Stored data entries
◇ ◇ ◇ ◇ ◇ ◇ ◇

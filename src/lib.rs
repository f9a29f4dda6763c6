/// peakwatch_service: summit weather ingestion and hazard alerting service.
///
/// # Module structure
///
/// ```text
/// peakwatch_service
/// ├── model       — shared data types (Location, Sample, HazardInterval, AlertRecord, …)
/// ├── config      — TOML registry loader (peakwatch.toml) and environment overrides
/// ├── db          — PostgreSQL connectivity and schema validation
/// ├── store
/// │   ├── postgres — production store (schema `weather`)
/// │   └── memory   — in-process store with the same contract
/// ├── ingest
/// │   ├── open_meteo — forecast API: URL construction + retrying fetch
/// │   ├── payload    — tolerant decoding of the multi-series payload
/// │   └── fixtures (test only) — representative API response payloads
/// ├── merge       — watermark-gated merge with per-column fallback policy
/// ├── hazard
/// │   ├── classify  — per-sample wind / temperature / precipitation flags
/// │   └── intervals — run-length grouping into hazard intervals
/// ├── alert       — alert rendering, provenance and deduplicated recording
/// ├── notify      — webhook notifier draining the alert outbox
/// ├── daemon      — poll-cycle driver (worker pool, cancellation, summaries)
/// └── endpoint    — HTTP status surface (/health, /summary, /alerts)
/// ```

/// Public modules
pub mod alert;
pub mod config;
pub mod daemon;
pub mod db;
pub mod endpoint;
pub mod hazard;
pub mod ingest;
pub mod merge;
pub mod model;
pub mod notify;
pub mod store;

◇ ◇ ◇ ◇ ◇ ◇ ◇

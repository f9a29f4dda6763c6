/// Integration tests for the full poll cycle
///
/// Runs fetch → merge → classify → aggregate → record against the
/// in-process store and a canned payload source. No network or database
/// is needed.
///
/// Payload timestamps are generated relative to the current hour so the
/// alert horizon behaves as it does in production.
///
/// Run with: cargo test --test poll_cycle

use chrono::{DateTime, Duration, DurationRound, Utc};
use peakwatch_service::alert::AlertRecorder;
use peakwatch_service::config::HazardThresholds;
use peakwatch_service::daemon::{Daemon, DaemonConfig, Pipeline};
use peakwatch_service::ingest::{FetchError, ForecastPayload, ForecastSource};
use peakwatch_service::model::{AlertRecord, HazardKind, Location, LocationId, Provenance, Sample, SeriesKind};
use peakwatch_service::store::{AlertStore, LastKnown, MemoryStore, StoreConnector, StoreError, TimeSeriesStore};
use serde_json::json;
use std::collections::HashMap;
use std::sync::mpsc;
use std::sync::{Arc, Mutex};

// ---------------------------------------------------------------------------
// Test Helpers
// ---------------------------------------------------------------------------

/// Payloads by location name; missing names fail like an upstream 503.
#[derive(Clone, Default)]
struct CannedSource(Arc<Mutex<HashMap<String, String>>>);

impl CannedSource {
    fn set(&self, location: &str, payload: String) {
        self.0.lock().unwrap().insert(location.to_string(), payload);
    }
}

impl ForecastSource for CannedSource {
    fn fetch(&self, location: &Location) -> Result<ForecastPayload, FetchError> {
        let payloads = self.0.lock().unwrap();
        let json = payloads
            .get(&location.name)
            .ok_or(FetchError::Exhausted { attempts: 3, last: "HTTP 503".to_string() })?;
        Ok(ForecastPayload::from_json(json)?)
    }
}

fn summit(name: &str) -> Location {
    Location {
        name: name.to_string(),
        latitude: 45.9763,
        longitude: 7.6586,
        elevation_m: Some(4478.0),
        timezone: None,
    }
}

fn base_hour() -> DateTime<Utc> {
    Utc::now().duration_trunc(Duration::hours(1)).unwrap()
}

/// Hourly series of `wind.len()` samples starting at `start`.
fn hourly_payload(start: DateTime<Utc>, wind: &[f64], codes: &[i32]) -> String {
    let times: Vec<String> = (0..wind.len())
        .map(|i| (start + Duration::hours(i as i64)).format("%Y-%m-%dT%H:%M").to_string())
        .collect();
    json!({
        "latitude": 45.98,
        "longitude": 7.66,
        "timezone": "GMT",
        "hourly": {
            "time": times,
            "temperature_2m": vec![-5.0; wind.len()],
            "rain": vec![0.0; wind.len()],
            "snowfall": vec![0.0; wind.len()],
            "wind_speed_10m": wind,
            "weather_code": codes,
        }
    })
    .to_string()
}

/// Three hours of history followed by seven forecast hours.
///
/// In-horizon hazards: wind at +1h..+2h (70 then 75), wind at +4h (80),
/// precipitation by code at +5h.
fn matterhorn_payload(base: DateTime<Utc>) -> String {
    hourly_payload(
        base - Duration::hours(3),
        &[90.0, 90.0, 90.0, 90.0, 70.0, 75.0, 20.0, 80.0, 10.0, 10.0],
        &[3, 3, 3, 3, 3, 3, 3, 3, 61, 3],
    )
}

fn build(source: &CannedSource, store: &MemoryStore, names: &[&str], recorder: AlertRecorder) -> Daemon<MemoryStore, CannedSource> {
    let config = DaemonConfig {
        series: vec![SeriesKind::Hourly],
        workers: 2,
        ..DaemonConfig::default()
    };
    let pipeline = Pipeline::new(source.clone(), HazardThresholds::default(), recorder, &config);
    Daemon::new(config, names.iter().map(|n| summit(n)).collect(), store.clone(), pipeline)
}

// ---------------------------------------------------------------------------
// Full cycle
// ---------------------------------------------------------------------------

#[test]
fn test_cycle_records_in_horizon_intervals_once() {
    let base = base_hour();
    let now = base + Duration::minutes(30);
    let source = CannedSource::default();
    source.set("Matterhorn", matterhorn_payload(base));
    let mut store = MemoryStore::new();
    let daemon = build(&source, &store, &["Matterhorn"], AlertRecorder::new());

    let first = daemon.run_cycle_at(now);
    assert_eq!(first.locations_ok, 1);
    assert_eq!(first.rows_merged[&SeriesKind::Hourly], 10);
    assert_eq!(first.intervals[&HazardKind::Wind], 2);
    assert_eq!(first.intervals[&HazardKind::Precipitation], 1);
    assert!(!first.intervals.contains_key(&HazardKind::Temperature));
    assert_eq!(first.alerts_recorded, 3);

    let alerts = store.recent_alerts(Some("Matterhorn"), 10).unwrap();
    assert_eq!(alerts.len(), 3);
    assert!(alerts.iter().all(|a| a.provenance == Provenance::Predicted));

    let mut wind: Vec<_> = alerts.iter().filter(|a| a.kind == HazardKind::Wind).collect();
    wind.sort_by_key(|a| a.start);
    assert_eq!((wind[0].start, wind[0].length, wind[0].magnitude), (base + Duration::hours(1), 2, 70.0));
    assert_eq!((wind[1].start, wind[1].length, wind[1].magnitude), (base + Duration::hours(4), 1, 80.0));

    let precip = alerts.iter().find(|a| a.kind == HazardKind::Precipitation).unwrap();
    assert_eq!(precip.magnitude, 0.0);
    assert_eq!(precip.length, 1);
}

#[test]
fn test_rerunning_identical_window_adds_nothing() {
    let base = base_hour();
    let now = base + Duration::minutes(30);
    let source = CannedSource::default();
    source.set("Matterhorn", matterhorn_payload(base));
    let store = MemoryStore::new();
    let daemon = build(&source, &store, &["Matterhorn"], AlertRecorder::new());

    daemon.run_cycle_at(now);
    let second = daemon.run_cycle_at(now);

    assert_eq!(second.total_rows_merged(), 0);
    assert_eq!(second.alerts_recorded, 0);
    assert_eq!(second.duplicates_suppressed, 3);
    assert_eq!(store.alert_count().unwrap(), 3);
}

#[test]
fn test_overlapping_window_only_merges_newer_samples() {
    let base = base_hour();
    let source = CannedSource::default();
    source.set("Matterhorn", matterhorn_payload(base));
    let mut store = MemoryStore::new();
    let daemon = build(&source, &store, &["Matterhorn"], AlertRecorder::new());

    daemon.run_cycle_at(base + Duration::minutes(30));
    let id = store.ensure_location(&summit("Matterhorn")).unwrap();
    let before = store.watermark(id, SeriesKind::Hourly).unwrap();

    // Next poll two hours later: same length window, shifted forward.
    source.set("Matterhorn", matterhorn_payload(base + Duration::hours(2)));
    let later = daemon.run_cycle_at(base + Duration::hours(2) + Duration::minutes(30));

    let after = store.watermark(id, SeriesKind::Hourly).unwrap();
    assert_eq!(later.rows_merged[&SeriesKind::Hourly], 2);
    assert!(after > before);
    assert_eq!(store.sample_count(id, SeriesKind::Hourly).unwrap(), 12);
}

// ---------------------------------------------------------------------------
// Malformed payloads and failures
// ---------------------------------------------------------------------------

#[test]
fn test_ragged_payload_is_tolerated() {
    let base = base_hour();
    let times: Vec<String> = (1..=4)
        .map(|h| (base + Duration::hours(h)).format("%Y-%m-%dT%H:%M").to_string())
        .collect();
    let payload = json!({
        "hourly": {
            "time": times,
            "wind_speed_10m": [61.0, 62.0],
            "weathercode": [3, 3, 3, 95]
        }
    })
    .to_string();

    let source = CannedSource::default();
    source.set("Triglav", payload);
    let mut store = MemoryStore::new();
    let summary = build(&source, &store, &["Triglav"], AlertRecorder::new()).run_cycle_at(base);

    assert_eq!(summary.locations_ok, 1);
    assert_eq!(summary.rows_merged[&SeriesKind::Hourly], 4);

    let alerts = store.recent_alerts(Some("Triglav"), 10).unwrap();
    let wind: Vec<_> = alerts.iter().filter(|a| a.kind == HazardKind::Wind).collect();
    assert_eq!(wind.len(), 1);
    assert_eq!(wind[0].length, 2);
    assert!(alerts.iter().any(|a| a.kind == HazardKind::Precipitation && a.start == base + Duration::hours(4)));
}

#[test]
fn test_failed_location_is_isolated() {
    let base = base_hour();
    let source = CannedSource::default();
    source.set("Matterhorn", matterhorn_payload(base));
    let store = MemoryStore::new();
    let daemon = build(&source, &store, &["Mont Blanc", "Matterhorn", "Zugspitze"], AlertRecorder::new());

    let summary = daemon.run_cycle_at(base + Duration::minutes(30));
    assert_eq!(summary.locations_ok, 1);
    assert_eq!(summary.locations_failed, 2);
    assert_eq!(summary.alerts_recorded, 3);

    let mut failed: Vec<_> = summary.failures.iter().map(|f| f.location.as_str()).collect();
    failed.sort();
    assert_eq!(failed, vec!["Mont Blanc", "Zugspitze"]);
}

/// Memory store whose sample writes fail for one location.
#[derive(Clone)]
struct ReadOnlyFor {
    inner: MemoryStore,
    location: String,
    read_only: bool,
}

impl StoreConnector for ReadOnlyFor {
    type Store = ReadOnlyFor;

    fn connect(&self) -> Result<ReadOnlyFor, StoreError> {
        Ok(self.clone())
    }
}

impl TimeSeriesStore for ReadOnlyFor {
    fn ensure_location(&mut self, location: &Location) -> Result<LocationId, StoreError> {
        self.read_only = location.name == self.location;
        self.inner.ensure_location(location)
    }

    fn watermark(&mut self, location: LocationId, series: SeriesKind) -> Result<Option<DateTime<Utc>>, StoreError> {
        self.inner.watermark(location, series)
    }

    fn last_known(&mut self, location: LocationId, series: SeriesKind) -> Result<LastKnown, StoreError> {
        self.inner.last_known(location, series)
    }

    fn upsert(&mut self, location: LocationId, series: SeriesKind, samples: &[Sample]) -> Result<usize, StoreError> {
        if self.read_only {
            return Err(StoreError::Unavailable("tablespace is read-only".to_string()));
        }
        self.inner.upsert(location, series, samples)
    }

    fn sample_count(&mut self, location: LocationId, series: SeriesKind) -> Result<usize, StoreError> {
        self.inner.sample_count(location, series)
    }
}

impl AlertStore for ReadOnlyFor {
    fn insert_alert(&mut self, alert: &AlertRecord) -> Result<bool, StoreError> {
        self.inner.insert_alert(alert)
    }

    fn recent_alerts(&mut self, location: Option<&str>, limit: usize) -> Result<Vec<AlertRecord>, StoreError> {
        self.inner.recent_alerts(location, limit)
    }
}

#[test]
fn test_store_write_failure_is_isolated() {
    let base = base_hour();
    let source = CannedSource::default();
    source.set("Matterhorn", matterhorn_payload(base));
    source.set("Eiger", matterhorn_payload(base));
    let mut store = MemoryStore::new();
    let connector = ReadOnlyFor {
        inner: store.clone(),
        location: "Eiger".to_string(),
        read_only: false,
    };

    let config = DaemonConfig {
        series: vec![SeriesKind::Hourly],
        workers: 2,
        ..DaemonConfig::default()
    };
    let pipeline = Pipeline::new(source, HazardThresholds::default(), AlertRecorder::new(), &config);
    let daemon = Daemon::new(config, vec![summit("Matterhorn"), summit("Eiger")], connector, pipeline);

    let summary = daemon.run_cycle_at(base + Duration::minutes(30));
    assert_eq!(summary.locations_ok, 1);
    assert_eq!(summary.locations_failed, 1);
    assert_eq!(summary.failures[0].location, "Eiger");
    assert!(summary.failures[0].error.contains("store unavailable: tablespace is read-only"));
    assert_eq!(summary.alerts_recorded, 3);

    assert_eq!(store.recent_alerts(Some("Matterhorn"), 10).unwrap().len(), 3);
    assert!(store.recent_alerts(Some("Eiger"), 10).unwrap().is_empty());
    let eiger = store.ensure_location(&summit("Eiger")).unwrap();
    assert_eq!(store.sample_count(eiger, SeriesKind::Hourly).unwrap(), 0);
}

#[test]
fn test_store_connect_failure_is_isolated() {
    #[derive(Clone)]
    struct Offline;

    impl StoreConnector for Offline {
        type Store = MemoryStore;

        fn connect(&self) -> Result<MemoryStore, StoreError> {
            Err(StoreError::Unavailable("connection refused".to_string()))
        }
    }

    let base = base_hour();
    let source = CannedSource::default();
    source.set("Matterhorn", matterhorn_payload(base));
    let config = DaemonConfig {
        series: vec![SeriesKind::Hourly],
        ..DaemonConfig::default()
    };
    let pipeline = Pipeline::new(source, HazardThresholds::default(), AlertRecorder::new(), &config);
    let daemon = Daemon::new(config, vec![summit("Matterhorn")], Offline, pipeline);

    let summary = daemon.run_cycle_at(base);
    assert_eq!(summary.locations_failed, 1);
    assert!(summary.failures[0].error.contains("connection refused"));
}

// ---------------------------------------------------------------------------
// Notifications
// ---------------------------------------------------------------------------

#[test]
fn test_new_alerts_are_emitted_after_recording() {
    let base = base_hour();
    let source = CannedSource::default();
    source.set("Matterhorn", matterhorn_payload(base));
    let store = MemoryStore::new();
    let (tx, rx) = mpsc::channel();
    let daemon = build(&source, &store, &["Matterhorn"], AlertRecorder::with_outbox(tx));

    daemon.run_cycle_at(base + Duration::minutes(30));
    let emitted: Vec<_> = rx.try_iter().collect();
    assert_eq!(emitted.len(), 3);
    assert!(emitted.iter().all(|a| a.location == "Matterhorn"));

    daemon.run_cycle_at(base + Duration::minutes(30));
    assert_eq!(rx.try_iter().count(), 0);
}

◇ ◇ ◇ ◇ ◇ ◇ ◇

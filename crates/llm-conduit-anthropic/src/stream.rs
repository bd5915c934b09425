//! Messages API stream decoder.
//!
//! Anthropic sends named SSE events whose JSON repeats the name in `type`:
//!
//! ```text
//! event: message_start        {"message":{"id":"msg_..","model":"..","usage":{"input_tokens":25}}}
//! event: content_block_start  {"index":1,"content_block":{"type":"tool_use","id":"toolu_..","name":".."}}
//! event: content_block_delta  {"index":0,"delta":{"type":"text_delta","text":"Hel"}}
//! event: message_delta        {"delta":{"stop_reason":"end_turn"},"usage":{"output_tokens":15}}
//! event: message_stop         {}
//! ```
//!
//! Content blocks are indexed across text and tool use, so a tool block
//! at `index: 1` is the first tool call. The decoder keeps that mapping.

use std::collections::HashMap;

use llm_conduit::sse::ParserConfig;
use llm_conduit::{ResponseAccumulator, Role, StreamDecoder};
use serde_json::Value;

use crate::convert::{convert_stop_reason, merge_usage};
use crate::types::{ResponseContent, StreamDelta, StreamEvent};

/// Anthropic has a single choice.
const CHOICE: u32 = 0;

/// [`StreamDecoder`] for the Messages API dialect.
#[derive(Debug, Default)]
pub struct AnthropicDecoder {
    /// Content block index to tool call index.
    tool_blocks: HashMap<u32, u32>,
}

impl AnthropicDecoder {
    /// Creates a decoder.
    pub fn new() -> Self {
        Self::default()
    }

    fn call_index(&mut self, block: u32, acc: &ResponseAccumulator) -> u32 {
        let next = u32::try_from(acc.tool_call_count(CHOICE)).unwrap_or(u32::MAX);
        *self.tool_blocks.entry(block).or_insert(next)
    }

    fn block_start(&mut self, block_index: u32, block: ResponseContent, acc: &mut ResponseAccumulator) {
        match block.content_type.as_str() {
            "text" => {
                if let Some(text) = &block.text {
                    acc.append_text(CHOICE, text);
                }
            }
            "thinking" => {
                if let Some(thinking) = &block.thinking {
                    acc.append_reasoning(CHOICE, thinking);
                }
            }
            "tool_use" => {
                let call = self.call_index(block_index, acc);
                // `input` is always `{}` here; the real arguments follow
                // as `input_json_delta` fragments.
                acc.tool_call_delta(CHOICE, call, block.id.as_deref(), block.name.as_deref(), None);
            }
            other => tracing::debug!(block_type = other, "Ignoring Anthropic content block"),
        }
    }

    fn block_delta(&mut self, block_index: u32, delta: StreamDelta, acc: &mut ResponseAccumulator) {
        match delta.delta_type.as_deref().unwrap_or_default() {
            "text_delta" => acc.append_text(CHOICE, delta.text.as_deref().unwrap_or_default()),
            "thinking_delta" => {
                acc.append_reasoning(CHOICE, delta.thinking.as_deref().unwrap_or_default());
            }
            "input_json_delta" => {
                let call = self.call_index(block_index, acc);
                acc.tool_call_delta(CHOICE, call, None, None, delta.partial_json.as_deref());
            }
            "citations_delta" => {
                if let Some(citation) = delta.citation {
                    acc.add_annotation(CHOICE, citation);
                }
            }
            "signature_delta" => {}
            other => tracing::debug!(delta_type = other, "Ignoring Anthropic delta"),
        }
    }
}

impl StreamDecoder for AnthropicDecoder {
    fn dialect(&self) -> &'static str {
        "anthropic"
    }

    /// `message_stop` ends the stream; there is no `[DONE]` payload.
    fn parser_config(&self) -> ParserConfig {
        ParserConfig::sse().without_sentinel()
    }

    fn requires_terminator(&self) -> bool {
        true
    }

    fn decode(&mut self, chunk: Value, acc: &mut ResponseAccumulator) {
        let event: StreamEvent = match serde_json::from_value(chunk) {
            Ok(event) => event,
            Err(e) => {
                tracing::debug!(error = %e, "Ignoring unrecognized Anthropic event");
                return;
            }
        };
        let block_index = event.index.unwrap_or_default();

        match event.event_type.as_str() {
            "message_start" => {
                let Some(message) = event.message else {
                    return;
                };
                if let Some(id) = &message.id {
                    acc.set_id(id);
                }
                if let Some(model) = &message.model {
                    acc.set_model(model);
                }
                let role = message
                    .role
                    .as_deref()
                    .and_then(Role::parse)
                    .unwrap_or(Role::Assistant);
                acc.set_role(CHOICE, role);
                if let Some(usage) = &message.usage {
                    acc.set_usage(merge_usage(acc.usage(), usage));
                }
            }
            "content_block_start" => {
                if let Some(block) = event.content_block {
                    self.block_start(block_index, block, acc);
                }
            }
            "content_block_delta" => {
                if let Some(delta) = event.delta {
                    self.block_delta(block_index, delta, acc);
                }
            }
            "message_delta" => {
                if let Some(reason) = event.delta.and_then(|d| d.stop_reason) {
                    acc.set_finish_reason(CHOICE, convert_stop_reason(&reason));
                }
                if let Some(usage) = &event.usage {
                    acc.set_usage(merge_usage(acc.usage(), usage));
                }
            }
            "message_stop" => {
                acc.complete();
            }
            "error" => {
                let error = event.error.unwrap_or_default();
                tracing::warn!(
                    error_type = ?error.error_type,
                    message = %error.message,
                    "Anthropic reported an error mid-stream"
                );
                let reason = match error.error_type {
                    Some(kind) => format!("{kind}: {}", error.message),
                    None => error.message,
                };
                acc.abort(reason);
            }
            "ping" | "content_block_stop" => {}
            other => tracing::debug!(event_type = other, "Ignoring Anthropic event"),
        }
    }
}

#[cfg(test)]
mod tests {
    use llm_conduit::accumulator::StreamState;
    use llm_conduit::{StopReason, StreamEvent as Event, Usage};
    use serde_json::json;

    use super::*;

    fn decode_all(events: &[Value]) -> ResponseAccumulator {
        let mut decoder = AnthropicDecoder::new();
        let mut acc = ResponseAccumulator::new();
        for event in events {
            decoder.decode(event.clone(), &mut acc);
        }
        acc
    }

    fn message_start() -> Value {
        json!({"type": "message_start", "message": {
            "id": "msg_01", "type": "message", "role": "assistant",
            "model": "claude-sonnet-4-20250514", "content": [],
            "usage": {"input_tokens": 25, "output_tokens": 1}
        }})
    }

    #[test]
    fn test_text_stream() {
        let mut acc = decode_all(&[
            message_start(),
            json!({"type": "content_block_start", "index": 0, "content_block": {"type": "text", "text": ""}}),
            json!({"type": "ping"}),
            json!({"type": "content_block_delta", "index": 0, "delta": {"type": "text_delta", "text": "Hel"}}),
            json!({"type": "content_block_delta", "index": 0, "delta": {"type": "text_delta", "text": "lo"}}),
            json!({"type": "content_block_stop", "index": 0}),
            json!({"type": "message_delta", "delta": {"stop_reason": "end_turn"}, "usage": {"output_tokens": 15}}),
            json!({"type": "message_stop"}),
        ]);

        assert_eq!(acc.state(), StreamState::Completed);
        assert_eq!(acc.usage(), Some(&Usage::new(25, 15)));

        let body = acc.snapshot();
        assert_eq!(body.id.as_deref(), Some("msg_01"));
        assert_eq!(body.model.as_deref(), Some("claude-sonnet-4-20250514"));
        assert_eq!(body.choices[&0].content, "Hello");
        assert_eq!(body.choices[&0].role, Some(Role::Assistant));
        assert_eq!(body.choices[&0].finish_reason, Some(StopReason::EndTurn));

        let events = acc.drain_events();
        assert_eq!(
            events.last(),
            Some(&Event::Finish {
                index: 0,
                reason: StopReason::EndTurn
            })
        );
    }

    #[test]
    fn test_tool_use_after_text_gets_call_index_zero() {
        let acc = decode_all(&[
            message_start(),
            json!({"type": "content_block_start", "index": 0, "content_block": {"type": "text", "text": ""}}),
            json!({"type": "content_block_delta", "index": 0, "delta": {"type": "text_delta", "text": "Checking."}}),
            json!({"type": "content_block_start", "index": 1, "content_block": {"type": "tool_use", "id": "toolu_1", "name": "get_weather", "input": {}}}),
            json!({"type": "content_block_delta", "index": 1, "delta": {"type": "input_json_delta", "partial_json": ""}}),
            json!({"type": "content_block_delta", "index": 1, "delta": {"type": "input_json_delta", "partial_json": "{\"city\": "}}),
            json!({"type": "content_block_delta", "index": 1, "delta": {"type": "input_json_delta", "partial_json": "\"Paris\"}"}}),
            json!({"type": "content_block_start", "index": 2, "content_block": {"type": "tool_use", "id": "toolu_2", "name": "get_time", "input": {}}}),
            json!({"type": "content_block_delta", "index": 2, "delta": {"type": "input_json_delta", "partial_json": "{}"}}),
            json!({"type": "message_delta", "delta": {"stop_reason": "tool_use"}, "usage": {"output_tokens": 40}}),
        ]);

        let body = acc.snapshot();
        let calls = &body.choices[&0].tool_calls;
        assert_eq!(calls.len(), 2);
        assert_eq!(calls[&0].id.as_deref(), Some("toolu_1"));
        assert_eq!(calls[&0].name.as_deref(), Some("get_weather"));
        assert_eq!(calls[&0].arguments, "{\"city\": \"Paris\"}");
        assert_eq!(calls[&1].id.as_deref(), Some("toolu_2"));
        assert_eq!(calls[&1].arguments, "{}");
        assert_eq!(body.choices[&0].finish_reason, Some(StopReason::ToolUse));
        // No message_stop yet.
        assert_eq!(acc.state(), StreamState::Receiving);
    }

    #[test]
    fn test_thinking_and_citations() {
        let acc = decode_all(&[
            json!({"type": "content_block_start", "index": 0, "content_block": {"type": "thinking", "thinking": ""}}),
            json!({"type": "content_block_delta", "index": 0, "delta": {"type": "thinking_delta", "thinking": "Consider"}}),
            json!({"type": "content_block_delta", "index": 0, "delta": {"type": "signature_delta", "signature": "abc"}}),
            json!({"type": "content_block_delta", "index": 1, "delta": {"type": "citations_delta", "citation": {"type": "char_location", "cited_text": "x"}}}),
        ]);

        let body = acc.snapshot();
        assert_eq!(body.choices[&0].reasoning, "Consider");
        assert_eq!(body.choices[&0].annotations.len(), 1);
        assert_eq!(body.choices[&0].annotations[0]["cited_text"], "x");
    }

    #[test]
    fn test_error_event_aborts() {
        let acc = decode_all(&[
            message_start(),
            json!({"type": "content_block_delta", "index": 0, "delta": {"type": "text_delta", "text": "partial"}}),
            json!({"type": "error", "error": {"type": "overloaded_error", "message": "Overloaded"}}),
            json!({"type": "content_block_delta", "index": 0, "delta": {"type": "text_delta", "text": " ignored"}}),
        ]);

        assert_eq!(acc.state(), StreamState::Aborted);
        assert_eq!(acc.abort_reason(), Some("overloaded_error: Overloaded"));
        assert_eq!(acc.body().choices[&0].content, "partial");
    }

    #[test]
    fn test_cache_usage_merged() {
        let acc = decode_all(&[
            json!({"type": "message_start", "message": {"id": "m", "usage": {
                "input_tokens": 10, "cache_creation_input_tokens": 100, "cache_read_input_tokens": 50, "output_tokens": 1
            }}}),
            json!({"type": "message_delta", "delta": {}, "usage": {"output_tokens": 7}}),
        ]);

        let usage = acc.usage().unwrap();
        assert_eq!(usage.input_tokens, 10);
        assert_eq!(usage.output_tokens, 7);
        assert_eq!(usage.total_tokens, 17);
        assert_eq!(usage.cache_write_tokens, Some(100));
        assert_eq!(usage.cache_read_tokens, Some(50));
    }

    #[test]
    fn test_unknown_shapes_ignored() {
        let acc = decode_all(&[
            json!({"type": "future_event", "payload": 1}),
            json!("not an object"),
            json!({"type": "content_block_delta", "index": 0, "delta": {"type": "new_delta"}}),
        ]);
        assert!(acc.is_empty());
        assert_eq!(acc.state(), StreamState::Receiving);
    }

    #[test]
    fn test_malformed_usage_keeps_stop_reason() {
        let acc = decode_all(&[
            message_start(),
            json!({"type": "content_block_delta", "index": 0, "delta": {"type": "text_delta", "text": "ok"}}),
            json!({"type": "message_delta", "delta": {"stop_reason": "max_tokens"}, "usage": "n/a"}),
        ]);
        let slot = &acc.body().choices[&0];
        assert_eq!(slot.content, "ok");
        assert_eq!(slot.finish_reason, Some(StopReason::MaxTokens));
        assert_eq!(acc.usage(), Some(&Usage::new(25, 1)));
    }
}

◇ ◇ ◇ ◇ ◇ ◇ ◇

__What you will do__:
Determine how many lines of the data above contain the string "other", and answer with the number only.

__Solution for this exercise__:
3